**Exercise prompt**
Produce as output only the lines below starting at the line with "let weights = degree_weights(graph, config.exponent);" and continuing through the line with "has no mass).", each one exactly as written.

**Input**
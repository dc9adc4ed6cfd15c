//! Degree-weighted negative sampling for link prediction.
//!
//! For each positive edge `(u, v)` the sampler emits `k` corrupted pairs
//! `(u, v')`, with `v'` drawn independently (with replacement) from
//!
//! \[
//!   P(v') = \frac{\mathrm{indeg}(v')^{\alpha}}{\sum_x \mathrm{indeg}(x)^{\alpha}}
//! \]
//!
//! with \(\alpha = 0.75\) unless configured otherwise.
//!
//! No adjacency check is made: a sampled `(u, v')` may be a true edge. Callers
//! training a contrastive loss are expected to tolerate these rare false
//! negatives.

use crate::alias::AliasTable;
use crate::error::{Error, Result};
use crate::graph::{EdgeId, Graph, NodeId};
use rand::Rng;
use tracing::{debug, warn};

/// Negative sampler parameters.
#[derive(Debug, Clone, Copy, PartialEq)]
#[cfg_attr(feature = "serde", derive(serde::Serialize, serde::Deserialize))]
pub struct NegativeSamplerConfig {
    /// Negatives drawn per positive edge. Must be at least 1.
    pub k: usize,
    /// Power applied to in-degree. `0.0` gives a uniform distribution over nodes.
    pub exponent: f64,
}

impl Default for NegativeSamplerConfig {
    fn default() -> Self {
        Self { k: 5, exponent: 0.75 }
    }
}

/// Negative pairs, aligned by index: `(src[i], dst[i])`.
#[derive(Debug, Clone, Default, PartialEq, Eq)]
pub struct NegativeBatch {
    pub src: Vec<NodeId>,
    pub dst: Vec<NodeId>,
}

impl NegativeBatch {
    pub fn len(&self) -> usize {
        self.src.len()
    }

    pub fn is_empty(&self) -> bool {
        self.src.is_empty()
    }

    pub fn pairs(&self) -> impl Iterator<Item = (NodeId, NodeId)> + '_ {
        self.src.iter().copied().zip(self.dst.iter().copied())
    }
}

/// `indeg(v)^exponent` for every node, indexed by node id.
pub fn degree_weights<G: Graph>(graph: &G, exponent: f64) -> Vec<f64> {
    (0..graph.node_count())
        .map(|v| (graph.in_degree(v) as f64).powf(exponent))
        .collect()
}

pub(crate) fn validate_k_and_exponent(k: usize, exponent: f64) -> Result<()> {
    if k < 1 {
        return Err(Error::InvalidParameter(format!("negative fan-out k must be >= 1, got {k}")));
    }
    if !exponent.is_finite() || exponent < 0.0 {
        return Err(Error::InvalidParameter(format!(
            "degree exponent must be finite and >= 0, got {exponent}"
        )));
    }
    Ok(())
}

/// Degree-weighted negative sampler over a fixed graph.
///
/// The distribution is computed once at construction; the graph is only
/// read afterwards.
#[derive(Debug, Clone)]
pub struct NegativeSampler<'a, G> {
    graph: &'a G,
    k: usize,
    weights: Vec<f64>,
    table: Option<AliasTable>,
}

impl<'a, G: Graph> NegativeSampler<'a, G> {
    /// Sampler with `k` negatives per positive and the default `0.75` exponent.
    pub fn new(graph: &'a G, k: usize) -> Result<Self> {
        Self::with_config(graph, NegativeSamplerConfig { k, ..Default::default() })
    }

    pub fn with_config(graph: &'a G, config: NegativeSamplerConfig) -> Result<Self> {
        validate_k_and_exponent(config.k, config.exponent)?;
        if graph.node_count() == 0 {
            return Err(Error::EmptyGraph);
        }

        let weights = degree_weights(graph, config.exponent);
        let table = AliasTable::new(&weights);
        if table.is_none() {
            warn!(
                nodes = graph.node_count(),
                "negative sampling distribution has no mass; negative batches will be empty"
            );
        }

        Ok(Self { graph, k: config.k, weights, table })
    }

    pub fn k(&self) -> usize {
        self.k
    }

    /// Unnormalized per-node weights.
    pub fn weights(&self) -> &[f64] {
        &self.weights
    }

    /// Normalized per-node probabilities (all zero if the distribution has no mass).
    pub fn probabilities(&self) -> Vec<f64> {
        let sum: f64 = self.weights.iter().sum();
        if sum > 0.0 {
            self.weights.iter().map(|w| w / sum).collect()
        } else {
            vec![0.0; self.weights.len()]
        }
    }

    fn source_of(&self, edge: EdgeId) -> Result<NodeId> {
        self.graph
            .edge_endpoints(edge)
            .map(|(s, _)| s)
            .ok_or(Error::IndexOutOfBounds { index: edge, len: self.graph.edge_count() })
    }

    /// Draw `k` negatives for each positive edge, preserving batch order.
    pub fn sample<R: Rng + ?Sized>(
        &self,
        pos_edges: &[EdgeId],
        rng: &mut R,
    ) -> Result<NegativeBatch> {
        if pos_edges.is_empty() {
            return Err(Error::InvalidParameter("positive edge batch is empty".into()));
        }

        let Some(table) = &self.table else {
            for &e in pos_edges {
                self.source_of(e)?;
            }
            return Ok(NegativeBatch::default());
        };

        let total = pos_edges.len().checked_mul(self.k).ok_or_else(|| {
            Error::InvalidParameter(format!(
                "{} positive edges times k = {} overflows usize",
                pos_edges.len(),
                self.k
            ))
        })?;
        let mut src = Vec::with_capacity(total);
        let mut dst = Vec::with_capacity(total);
        for &e in pos_edges {
            let s = self.source_of(e)?;
            for _ in 0..self.k {
                src.push(s);
                dst.push(table.draw(rng));
            }
        }

        debug!(positives = pos_edges.len(), negatives = total, "sampled negative batch");
        Ok(NegativeBatch { src, dst })
    }
}
//! Mini-batch assembly for unsupervised link prediction.
//!
//! One training step scores a batch of positive edges against degree-weighted
//! negatives. Both sides are scored on the output representations of their
//! endpoints, so the batch's seed set is the union of every endpoint, and the
//! blocks are built for that seed set. Pairs are re-expressed as local
//! indices into `seed_nodes` (the rows of the model's output).

use crate::block::{dedup_in_order, Block, BlockSampler, Fanout};
use crate::error::{Error, Result};
use crate::graph::{EdgeId, Graph, NodeId};
use crate::loader::batch_seed;
use crate::negative::{NegativeSampler, NegativeSamplerConfig};
use rand::{Rng, SeedableRng};
use rand_chacha::ChaCha8Rng;
use std::collections::HashMap;
use tracing::debug;

/// Everything one link-prediction step consumes.
#[derive(Debug, Clone, Default, PartialEq, Eq)]
pub struct LinkBatch {
    /// Positive edge ids, in the order given.
    pub pos_edge_ids: Vec<EdgeId>,
    /// Output nodes; equals the last block's `dst_nodes`.
    pub seed_nodes: Vec<NodeId>,
    /// `(src_local, dst_local)` into `seed_nodes`, one per positive edge.
    pub pos_pairs: Vec<(usize, usize)>,
    /// `(src_local, dst_local)` into `seed_nodes`, `k` per positive edge.
    pub neg_pairs: Vec<(usize, usize)>,
    /// Input-first block chain.
    pub blocks: Vec<Block>,
}

impl LinkBatch {
    /// Nodes whose input features the first layer reads: the first block's
    /// sampled predecessors.
    ///
    /// A block's sources exclude its own destinations, so a seed appears here
    /// only if it is also someone's sampled predecessor. Models with a self or
    /// residual term need [`LinkBatch::all_nodes`] instead.
    pub fn input_nodes(&self) -> &[NodeId] {
        self.blocks.first().map(|b| b.src_nodes.as_slice()).unwrap_or(&[])
    }

    /// Every node any layer touches, deduplicated: input nodes first, then
    /// each block's destinations from the input side up to the seeds.
    pub fn all_nodes(&self) -> Vec<NodeId> {
        let touched: Vec<NodeId> = self
            .input_nodes()
            .iter()
            .chain(self.blocks.iter().flat_map(|b| b.dst_nodes.iter()))
            .chain(self.seed_nodes.iter())
            .copied()
            .collect();
        dedup_in_order(&touched)
    }
}

/// Positive edges + negatives + neighbor blocks in one call.
#[derive(Debug, Clone)]
pub struct LinkPredictionSampler<'a, G> {
    blocks: BlockSampler<'a, G>,
    negatives: NegativeSampler<'a, G>,
}

impl<'a, G: Graph> LinkPredictionSampler<'a, G> {
    pub fn new(
        graph: &'a G,
        fanouts: Vec<Fanout>,
        negative: NegativeSamplerConfig,
    ) -> Result<Self> {
        Ok(Self {
            blocks: BlockSampler::new(graph, fanouts)?,
            negatives: NegativeSampler::with_config(graph, negative)?,
        })
    }

    /// Reject batches whose blocks need more than `limit` source nodes; see
    /// [`BlockSampler::with_max_src_nodes`].
    pub fn with_max_input_nodes(mut self, limit: usize) -> Self {
        self.blocks = self.blocks.with_max_src_nodes(limit);
        self
    }

    pub fn block_sampler(&self) -> &BlockSampler<'a, G> {
        &self.blocks
    }

    pub fn negative_sampler(&self) -> &NegativeSampler<'a, G> {
        &self.negatives
    }

    pub fn sample<R: Rng + ?Sized>(&self, pos_edges: &[EdgeId], rng: &mut R) -> Result<LinkBatch> {
        let neg = self.negatives.sample(pos_edges, rng)?;

        let graph = self.blocks.graph();
        let mut pos = Vec::with_capacity(pos_edges.len());
        for &e in pos_edges {
            let endpoints = graph
                .edge_endpoints(e)
                .ok_or(Error::IndexOutOfBounds { index: e, len: graph.edge_count() })?;
            pos.push(endpoints);
        }

        let candidates: Vec<NodeId> = pos
            .iter()
            .map(|&(s, _)| s)
            .chain(pos.iter().map(|&(_, d)| d))
            .chain(neg.dst.iter().copied())
            .collect();
        let seed_nodes = dedup_in_order(&candidates);
        let local: HashMap<NodeId, usize> =
            seed_nodes.iter().enumerate().map(|(i, &v)| (v, i)).collect();

        let pos_pairs = pos.iter().map(|&(s, d)| (local[&s], local[&d])).collect();
        let neg_pairs = neg.pairs().map(|(s, d)| (local[&s], local[&d])).collect();

        let blocks = self.blocks.sample_blocks(&seed_nodes, rng)?;
        debug!(
            positives = pos_edges.len(),
            negatives = neg.len(),
            seeds = seed_nodes.len(),
            inputs = blocks.first().map_or(0, Block::num_src_nodes),
            "assembled link batch"
        );

        Ok(LinkBatch { pos_edge_ids: pos_edges.to_vec(), seed_nodes, pos_pairs, neg_pairs, blocks })
    }
}

/// One [`LinkBatch`] per edge-id batch; batch `i` draws from a ChaCha8 RNG
/// seeded with [`batch_seed`]`(seed, i)`.
pub fn sample_link_batches<G: Graph>(
    sampler: &LinkPredictionSampler<'_, G>,
    batches: &[Vec<EdgeId>],
    seed: u64,
) -> Result<Vec<LinkBatch>> {
    batches
        .iter()
        .enumerate()
        .map(|(i, batch)| {
            let mut rng = ChaCha8Rng::seed_from_u64(batch_seed(seed, i));
            sampler.sample(batch, &mut rng)
        })
        .collect()
}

**Exercise result**
        let weights = degree_weights(graph, config.exponent);
        let table = AliasTable::new(&weights);
        if table.is_none() {
            warn!(
                nodes = graph.node_count(),
                "negative sampling distribution has no mass; negative batches will be empty"
            );
        }

        Ok(Self { graph, k: config.k, weights, table })
    }

    pub fn k(&self) -> usize {
        self.k
    }

    /// Unnormalized per-node weights.
    pub fn weights(&self) -> &[f64] {
        &self.weights
    }

    /// Normalized per-node probabilities (all zero if the distribution has no mass).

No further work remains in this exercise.